INSTRUCTIONS FOR THE TASK ▸
Below are the records; copy exactly the stretch from the line containing "vtab.extra_attach(stmt, handle.fid(), Arc::new(cache));" through the line containing "of the statement's format.", both ends included, and nothing else.

*** Opening DATASET EXCERPTS ***

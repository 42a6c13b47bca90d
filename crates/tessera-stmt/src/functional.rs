//! Functional key cache.
//!
//! A functional index derives its keys by calling a stored function on the
//! statement. The result is validated once ([`materialize`]) and cached next
//! to the statement, so later lookups ([`key_get`]) are a table read.
//!
//! Cache layout:
//!
//! ```text
//! +-----------+-----------+-----+-------------+----------------------+
//! | N (u32)   | off_1     | ... | total (u32) | key_0 key_1 ... key_N-1 |
//! +-----------+-----------+-----+-------------+----------------------+
//! ```
//!
//! `N + 1` little-endian words: the key count, the start of keys `1..N`
//! relative to the key area, and the key area size. Key 0 starts at 0.
//! Every key is a complete MessagePack array.
//!
//! Lookup assumes the statement was materialized first. A missing entry is
//! recomputed, and if that fails the process panics: a key that cannot be
//! derived at lookup time means persisted state is corrupt.

use crate::format::FunctionalHandle;
use crate::func::{Func, Port};
use crate::key_def::{self, KeyDef};
use crate::msgpack::{self, MpType};
use crate::stmt::Stmt;
use smallvec::SmallVec;
use std::fmt;
use std::sync::Arc;
use tessera_common::{Result, TesseraError};
use tracing::{debug, error, warn};

const WORD: usize = 4;

/// Keys returned by one functional index function for one statement.
pub struct FunctionalKeyCache {
    raw: Box<[u8]>,
}

impl FunctionalKeyCache {
    #[inline]
    fn word(&self, i: usize) -> u32 {
        let pos = i * WORD;
        u32::from_le_bytes([
            self.raw[pos],
            self.raw[pos + 1],
            self.raw[pos + 2],
            self.raw[pos + 3],
        ])
    }

    pub fn key_count(&self) -> u32 {
        self.word(0)
    }

    /// The offset table: key count, start of keys `1..N`, key area size.
    pub fn offsets(&self) -> Vec<u32> {
        (0..=self.key_count() as usize).map(|i| self.word(i)).collect()
    }

    /// All keys, concatenated.
    pub fn data(&self) -> &[u8] {
        let table = (self.key_count() as usize + 1) * WORD;
        &self.raw[table..]
    }

    /// Key `index` as a MessagePack array, or `None` past the end.
    pub fn key(&self, index: u32) -> Option<&[u8]> {
        let count = self.key_count();
        if index >= count {
            return None;
        }
        let start = if index == 0 { 0 } else { self.word(index as usize) };
        let end = self.word(index as usize + 1);
        self.data().get(start as usize..end as usize)
    }

    pub fn iter(&self) -> impl Iterator<Item = &[u8]> + '_ {
        (0..self.key_count()).filter_map(move |i| self.key(i))
    }

    /// Bytes held by the cache, table included.
    pub fn size(&self) -> usize {
        self.raw.len()
    }
}

impl fmt::Debug for FunctionalKeyCache {
    fn fmt(&self, f: &mut fmt::Formatter<'_>) -> fmt::Result {
        let keys: Vec<String> = self.iter().map(msgpack::to_string).collect();
        f.debug_struct("FunctionalKeyCache")
            .field("keys", &keys)
            .finish()
    }
}

/// Parses a function result into a cache.
///
/// `result` must be an array of key arrays. With `validate`, each key is
/// checked against `key_def` and more than one key requires a multikey
/// definition.
fn prepare(func_name: &str, key_def: &KeyDef, result: &[u8], validate: bool) -> Result<FunctionalKeyCache> {
    let invalid = |message: &str| TesseraError::FunctionalExtractor {
        func: func_name.to_string(),
        message: message.to_string(),
    };

    let mut cursor = result;
    if msgpack::peek_type(cursor)? != MpType::Array {
        return Err(invalid("returned key type is invalid"));
    }
    let count = msgpack::decode_array_len(&mut cursor)?;
    if validate && count > 1 && !key_def.is_multikey() {
        return Err(invalid("too many keys were returned"));
    }

    // Every key takes at least one byte.
    if count as usize > cursor.len() {
        return Err(invalid("returned key count exceeds the result size"));
    }

    let keys_start = cursor;
    let mut offsets: SmallVec<[u32; 8]> = SmallVec::new();
    offsets.push(count);
    for i in 0..count {
        if msgpack::peek_type(cursor)? != MpType::Array {
            return Err(invalid("returned key type is invalid"));
        }
        let offset = (keys_start.len() - cursor.len()) as u32;
        if i > 0 {
            offsets.push(offset);
        }
        if validate {
            let part_count = msgpack::decode_array_len(&mut cursor)?;
            let parts_size = key_def::exact_key_validate(key_def, cursor, part_count)
                .map_err(|e| invalid(&e.errmsg()))?;
            cursor = &cursor[parts_size..];
        } else {
            msgpack::skip(&mut cursor)?;
        }
    }
    let keys_size = keys_start.len() - cursor.len();
    offsets.push(keys_size as u32);
    if count == 0 {
        // [0] alone: the count doubles as the empty key area size.
        offsets.truncate(1);
    }

    let table_size = offsets.len() * WORD;
    let size = table_size + keys_size;
    let mut raw = Vec::new();
    raw.try_reserve_exact(size)
        .map_err(|_| TesseraError::OutOfMemory {
            size,
            allocator: "malloc",
            object: "functional key cache",
        })?;
    for word in &offsets {
        raw.extend_from_slice(&word.to_le_bytes());
    }
    raw.extend_from_slice(&keys_start[..keys_size]);
    Ok(FunctionalKeyCache {
        raw: raw.into_boxed_slice(),
    })
}

/// Calls the handle's function on `stmt` and parses the result.
fn compute(stmt: &Stmt, handle: &FunctionalHandle, validate: bool) -> Result<FunctionalKeyCache> {
    let func: Arc<dyn Func> = handle.resolve(stmt.format().funcs())?;
    let name = func.def().name.as_str();
    let attribute = |e: TesseraError| TesseraError::FunctionalExtractor {
        func: name.to_string(),
        message: e.errmsg(),
    };
    let result = func
        .call(&Port::Tuples(vec![stmt.clone()]))
        .and_then(|port| port.get_msgpack())
        .map_err(attribute)?;
    prepare(name, handle.key_def(), &result, validate)
}

/// Computes, validates and attaches the keys of every functional index of
/// the statement's format.
///
/// All or nothing: if any function fails, entries attached by this call are
/// detached and entries they replaced are restored.
pub fn materialize(stmt: &Stmt) -> Result<()> {
    let format = stmt.format();
    let handles = format.functional_handles();
    if handles.is_empty() {
        return Ok(());
    }
    let _guard = stmt.begin_materialize()?;
    let vtab = format.vtab();

    let mut attached: SmallVec<[(u32, Option<Arc<FunctionalKeyCache>>); 2]> = SmallVec::new();
    for handle in handles {
        match compute(stmt, handle, true) {
            Ok(cache) => {
                let replaced = vtab.extra_attach(stmt, handle.fid(), Arc::new(cache));
                attached.push((handle.fid(), replaced));
            }
            Err(err) => {
                warn!(
                    fid = handle.fid(),
                    format_id = format.id(),
                    rolled_back = attached.len(),
                    error = %err,
                    "functional key materialization failed"
                );
                for (fid, replaced) in attached.into_iter().rev() {
                    vtab.extra_detach(stmt, fid);
                    if let Some(previous) = replaced {
                        vtab.extra_attach(stmt, fid, previous);
                    }
                }
                return Err(err);
            }
        }
    }
    debug!(
        format_id = format.id(),
        handles = handles.len(),
        "functional keys materialized"
    );
    Ok(())
}

/// Detaches every functional key cache entry of the statement's format.
pub fn terminate(stmt: &Stmt) {
    let format = stmt.format();
    for handle in format.functional_handles() {
        format.vtab().extra_detach(stmt, handle.fid());
    }
}

/// Returns the cached keys of function `fid` for `stmt`.
///
/// A missing entry is rebuilt without validation and attached.
///
/// # Panics
///
/// Panics if the keys cannot be rebuilt. Callers outside recovery must have
/// materialized the statement first.
pub fn key_get(stmt: &Stmt, fid: u32) -> Arc<FunctionalKeyCache> {
    let format = stmt.format();
    if let Some(cache) = format.vtab().extra_lookup(stmt, fid) {
        return cache;
    }
    let rebuilt = format
        .functional_handle(fid)
        .ok_or_else(|| TesseraError::NoSuchFunction(fid.to_string()))
        .and_then(|handle| compute(stmt, handle, false));
    match rebuilt {
        Ok(cache) => {
            let cache = Arc::new(cache);
            format.vtab().extra_attach(stmt, fid, cache.clone());
            cache
        }
        Err(e) => {
            error!(fid, format_id = format.id(), error = %e, "functional key cannot be rebuilt");
            panic!("Functional index runtime exception: {}", e);
        }
    }
}
//! Configuration structures for the Tessera statement environment.

use crate::error::{Result, TesseraError};
use serde::{Deserialize, Serialize};

/// Size of the fixed statement header in bytes.
pub const STMT_HEADER_SIZE: usize = 24;

/// Configuration of a statement environment.
#[derive(Debug, Clone, Serialize, Deserialize)]
pub struct StmtEnvConfig {
    /// Maximum total size of a single statement (header + field map + data).
    pub max_tuple_size: usize,
    /// Cache functional index keys next to the statement they were built from.
    pub functional_key_cache: bool,
    /// Target false positive rate of per-run bloom filters.
    pub bloom_fpr: f64,
    /// Chunk size of the generational statement region.
    pub region_generation_size: usize,
}

impl Default for StmtEnvConfig {
    fn default() -> Self {
        Self {
            max_tuple_size: 1024 * 1024,              // 1 MB
            functional_key_cache: true,
            bloom_fpr: 0.05,
            region_generation_size: 16 * 1024 * 1024, // 16 MB
        }
    }
}

impl StmtEnvConfig {
    /// Checks that every parameter is usable.
    pub fn validate(&self) -> Result<()> {
        if self.max_tuple_size < STMT_HEADER_SIZE {
            return Err(TesseraError::InvalidParameter {
                name: "max_tuple_size".to_string(),
                value: self.max_tuple_size.to_string(),
            });
        }
        if !(self.bloom_fpr > 0.0 && self.bloom_fpr < 1.0) {
            return Err(TesseraError::InvalidParameter {
                name: "bloom_fpr".to_string(),
                value: self.bloom_fpr.to_string(),
            });
        }
        if self.region_generation_size == 0 {
            return Err(TesseraError::ConfigError(
                "region_generation_size must be positive".to_string(),
            ));
        }
        Ok(())
    }
}
//! Fixed statement header.

use tessera_common::{Lsn, StmtFlags, StmtType, STMT_HEADER_SIZE};

/// Header at the start of every statement.
///
/// Layout (24 bytes, little-endian):
/// - format_id: 2 bytes
/// - type: 1 byte
/// - flags: 1 byte
/// - bsize: 4 bytes (payload size, upsert operations included)
/// - data_offset: 2 bytes (payload start, from the statement base)
/// - reserved: 6 bytes
/// - lsn: 8 bytes
#[derive(Debug, Clone, Copy, Default, PartialEq, Eq)]
pub struct StmtHeader {
    pub format_id: u16,
    pub stmt_type: StmtType,
    pub flags: StmtFlags,
    pub bsize: u32,
    pub data_offset: u16,
    pub lsn: Lsn,
}

impl StmtHeader {
    /// Size of the header in bytes.
    pub const SIZE: usize = STMT_HEADER_SIZE;

    /// Creates a header for a fresh allocation.
    pub fn new(format_id: u16, data_offset: u16, bsize: u32) -> Self {
        Self {
            format_id,
            data_offset,
            bsize,
            ..Default::default()
        }
    }

    /// Total statement size: header, field map and payload.
    #[inline]
    pub fn size(&self) -> usize {
        self.data_offset as usize + self.bsize as usize
    }

    /// Serializes the header to bytes.
    pub fn to_bytes(&self) -> [u8; Self::SIZE] {
        let mut buf = [0u8; Self::SIZE];
        self.write_to(&mut buf);
        buf
    }

    /// Writes the header into the first `SIZE` bytes of `buf`.
    pub fn write_to(&self, buf: &mut [u8]) {
        buf[0..2].copy_from_slice(&self.format_id.to_le_bytes());
        buf[2] = self.stmt_type as u8;
        buf[3] = self.flags.0;
        buf[4..8].copy_from_slice(&self.bsize.to_le_bytes());
        buf[8..10].copy_from_slice(&self.data_offset.to_le_bytes());
        buf[10..16].fill(0);
        buf[16..24].copy_from_slice(&self.lsn.to_le_bytes());
    }

    /// Deserializes the header from bytes.
    ///
    /// Headers are only ever written by this crate, so an unknown type byte
    /// reads back as `Unset`.
    pub fn from_bytes(buf: &[u8]) -> Self {
        let mut lsn = [0u8; 8];
        lsn.copy_from_slice(&buf[16..24]);
        Self {
            format_id: u16::from_le_bytes([buf[0], buf[1]]),
            stmt_type: StmtType::try_from(buf[2]).unwrap_or_default(),
            flags: StmtFlags(buf[3]),
            bsize: u32::from_le_bytes([buf[4], buf[5], buf[6], buf[7]]),
            data_offset: u16::from_le_bytes([buf[8], buf[9]]),
            lsn: i64::from_le_bytes(lsn),
        }
    }

    pub(crate) fn set_type(buf: &mut [u8], stmt_type: StmtType) {
        buf[2] = stmt_type as u8;
    }

    pub(crate) fn set_flags(buf: &mut [u8], flags: StmtFlags) {
        buf[3] = flags.0;
    }

    pub(crate) fn set_lsn(buf: &mut [u8], lsn: Lsn) {
        buf[16..24].copy_from_slice(&lsn.to_le_bytes());
    }
}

*** Closing DATASET EXCERPTS ***

FINISHED TASK ▸
                let replaced = vtab.extra_attach(stmt, handle.fid(), Arc::new(cache));
                attached.push((handle.fid(), replaced));
            }
            Err(err) => {
                warn!(
                    fid = handle.fid(),
                    format_id = format.id(),
                    rolled_back = attached.len(),
                    error = %err,
                    "functional key materialization failed"
                );
                for (fid, replaced) in attached.into_iter().rev() {
                    vtab.extra_detach(stmt, fid);
                    if let Some(previous) = replaced {
                        vtab.extra_attach(stmt, fid, previous);
                    }
                }
                return Err(err);
            }
        }
    }
    debug!(
        format_id = format.id(),
        handles = handles.len(),
        "functional keys materialized"
    );
    Ok(())
}

/// Detaches every functional key cache entry of the statement's format.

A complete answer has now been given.